Aaron Gowen entered 410 acres in 1764. It was issued on May 16, 1786 in Book A, page 33. Aaron sold his land to Turbefield Barnes on October 26, 1786 Book A, page 139. At this time, a James Gowen also sold land for a 100 pounds to Thomas Henderson. The 1790 census shows James Gowing listed in Rockingham County. For more family deed records, click the link here.

Callahan

Darby Callahan entered 53 acres along the creek. The grant was issued on November 17, 1790 in Book 76, page 197, Grant 77. The 1790 census lists Josias and William Callahan living in Stokes County. Ezekiel Callahan entered 2 tracts of land on April 7, 1779. 200 acres were issued on October 22, 1783 Book 54, page 38 Grant 725. 100 acres were issued on October 22, 1783 Book 54, page 119 Grant 912.

Harris

Jesse and Thomas Harris entered 175 acres along Matrimony Creek on October 13, 1798 and was issued August 20, 1802. Book 115, page 312, Grant 443. Nathaniel Harris entered on September 17, 1793, 60 acres and was issued December 20, 1796 Book 91, page 445 Grant 247. Nathaniel Harris also entered 350 acres on March 1, 1797 and was issued December 18, 1799 Book 106, page 191 Grant 381. Charles Harris entered on November 21, 1778, 200 acres and was issued on October 11, 1783 Book 54, page 122 Grant 918.

Jameson

Thomas Jameson entered 140 acres along Matrimony Creek on August 24, 1796. The patent was never recorded.

Johnston

Joseph Johnston entered on August 28, 1780, 589 acres and was issued on November 8, 1784 Book 56, page 219 Grant 1038.

Cook

Reubin Cook entered on May 23, 1780, 600 acres and was issued on November 8, 1784 Book 56, page 194 Grant 964.

Odle

William Odle entered 25 acres on February 8, 1791 and was recorded on July 16, 1795 Book 86, page 465 Grant 215. The 1790 census for Rockingham County shows the surname Odle as John, Joseph, Lewis, Uriah and William.

Carter

Nathan Carter entered 100 acres on February 11, 1797 and was issued December 18, 1799 Book 106, page 186 Grant 373. The 1790 census for Rockingham County shows a Thomas Carter listed.

rockingham cabin

Cobler

Christopher Cobler entered 300 acres on November 28, 1778 and was issued on March 1, 1780 Book 33, page 299 Grant 253. Frederick Cobler entered August 16, 1784, 50 acres and was issued on May 16, 1787 Book 65, page 141 Grant 1449.

Powell

John Powell entered 100 acres on March 30, 1779 and was issued on March 1, 1780 Book 33, page 337 Grant 291.

Roberts

Richard Roberts entered on September 6, 1778, 200 acres and was issued on March 1, 1780 Book 33, page 441 Grant 395.

Davison

Richard Davison entered on January 2, 1780, 440 acres and was issued on October 22, 1782 Book 48, page 61 Grant 466.

Roach

John Roach entered on May 17, 1779, 100 acres and was issued on October 22, 1782 Book 48, page 122 Grant 594.

Leak

John Leak owned many acres of land along Matrimony Creek in 1773. He organized Leaksville in 1795 and built his home near the Dan River. By 1800, John Leak no longer owned his vast amount of land in the area.

Price

Reece Price settled near Matrimony Creek. He built his home in the area and married twice. To learn the detailed history of the Price family, click the link here.

Grogan

Henry Grogan was issued 200 acres on March 1, 1780 Book 33, page 235 Grant 239.
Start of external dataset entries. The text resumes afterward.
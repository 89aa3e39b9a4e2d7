use super::*;
use crate::foundation::math::double_to_fixed;

#[test]
fn over_opaque_source_replaces() {
    assert_eq!(blend(PictOp::Over, [1, 2, 3, 255], [200, 0, 0, 255], 255), [200, 0, 0, 255]);
}

#[test]
fn over_transparent_source_is_noop() {
    assert_eq!(blend(PictOp::Over, [1, 2, 3, 4], [0, 0, 0, 0], 255), [1, 2, 3, 4]);
}

#[test]
fn mask_scales_source() {
    let out = blend(PictOp::Src, [9, 9, 9, 9], [255, 255, 255, 255], 128);
    assert_eq!(out, [128, 128, 128, 128]);
}

#[test]
fn difference_against_white_inverts_opaque_pixels() {
    let out = blend(PictOp::Difference, [100, 0, 255, 255], [255, 255, 255, 255], 255);
    assert_eq!(out, [155, 255, 0, 255]);
}

#[test]
fn in_reverse_scales_destination_by_source_alpha() {
    let out = blend(PictOp::InReverse, [200, 100, 50, 255], [0, 0, 0, 0], 255);
    assert_eq!(out, [0, 0, 0, 0]);
    let out = blend(PictOp::InReverse, [200, 100, 50, 255], [0, 0, 0, 255], 255);
    assert_eq!(out, [200, 100, 50, 255]);
}

#[test]
fn sampling_rules() {
    let data = [10u8, 20, 30, 40];
    let v = PixelView {
        data: &data,
        width: 1,
        height: 1,
        opaque: false,
        alpha_only: false,
        repeat: false,
    };
    assert_eq!(v.sample(0, 0), [10, 20, 30, 40]);
    assert_eq!(v.sample(1, 0), TRANSPARENT);

    let rep = PixelView { repeat: true, ..v };
    assert_eq!(rep.sample(5, -3), [10, 20, 30, 40]);

    let opaque = PixelView { opaque: true, ..v };
    assert_eq!(opaque.sample(0, 0)[3], 255);

    let a8 = PixelView {
        alpha_only: true,
        ..v
    };
    assert_eq!(a8.sample(0, 0), [0, 0, 0, 40]);
}

#[test]
fn convolution_of_constant_interior_is_identity_for_unit_sum_kernel() {
    let data = [50u8, 60, 70, 255].repeat(25);
    let v = PixelView {
        data: &data,
        width: 5,
        height: 5,
        opaque: false,
        alpha_only: false,
        repeat: false,
    };
    let w = 1.0 / 9.0;
    let mut kernel = vec![double_to_fixed(3.0), double_to_fixed(3.0)];
    kernel.extend(std::iter::repeat_n(double_to_fixed(w), 9));
    let px = v.sample_convolved(2, 2, &kernel);
    for c in 0..4 {
        assert!((i32::from(px[c]) - i32::from(data[c])).abs() <= 1);
    }
}

#[test]
fn invert_keeps_alpha() {
    assert_eq!(invert([10, 20, 30, 255]), [245, 235, 225, 255]);
    assert_eq!(invert([10, 20, 30, 100]), [90, 80, 70, 100]);
}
Matrimony Creek was used as a guideline from Virginia into North Carolina. A trail separated from the The Great Wagon Road and wandered narrowly near Beaver Creek where once was a fort during the mid 18th century. The fort was to offer security from Indians who were still living in the wilderness at the time. During the Revolutionary War, the creek was used once again along with the old trail to direct the troops of  Col. Abraham Penn on March 11, 1781.

1795 rockingham

Rockingham County’s history is filled with details that pertain to our ancestors lives. The way they lived, laughed, celebrated, cried and mourned. Matrimony Creek winds through the county, the lands of our relatives, just as it did many years ago until it joins the Dan River. Thank You for visiting our posting about the waters of Matrimony Creek and it’s early settlers. Wishing you all well with your journey.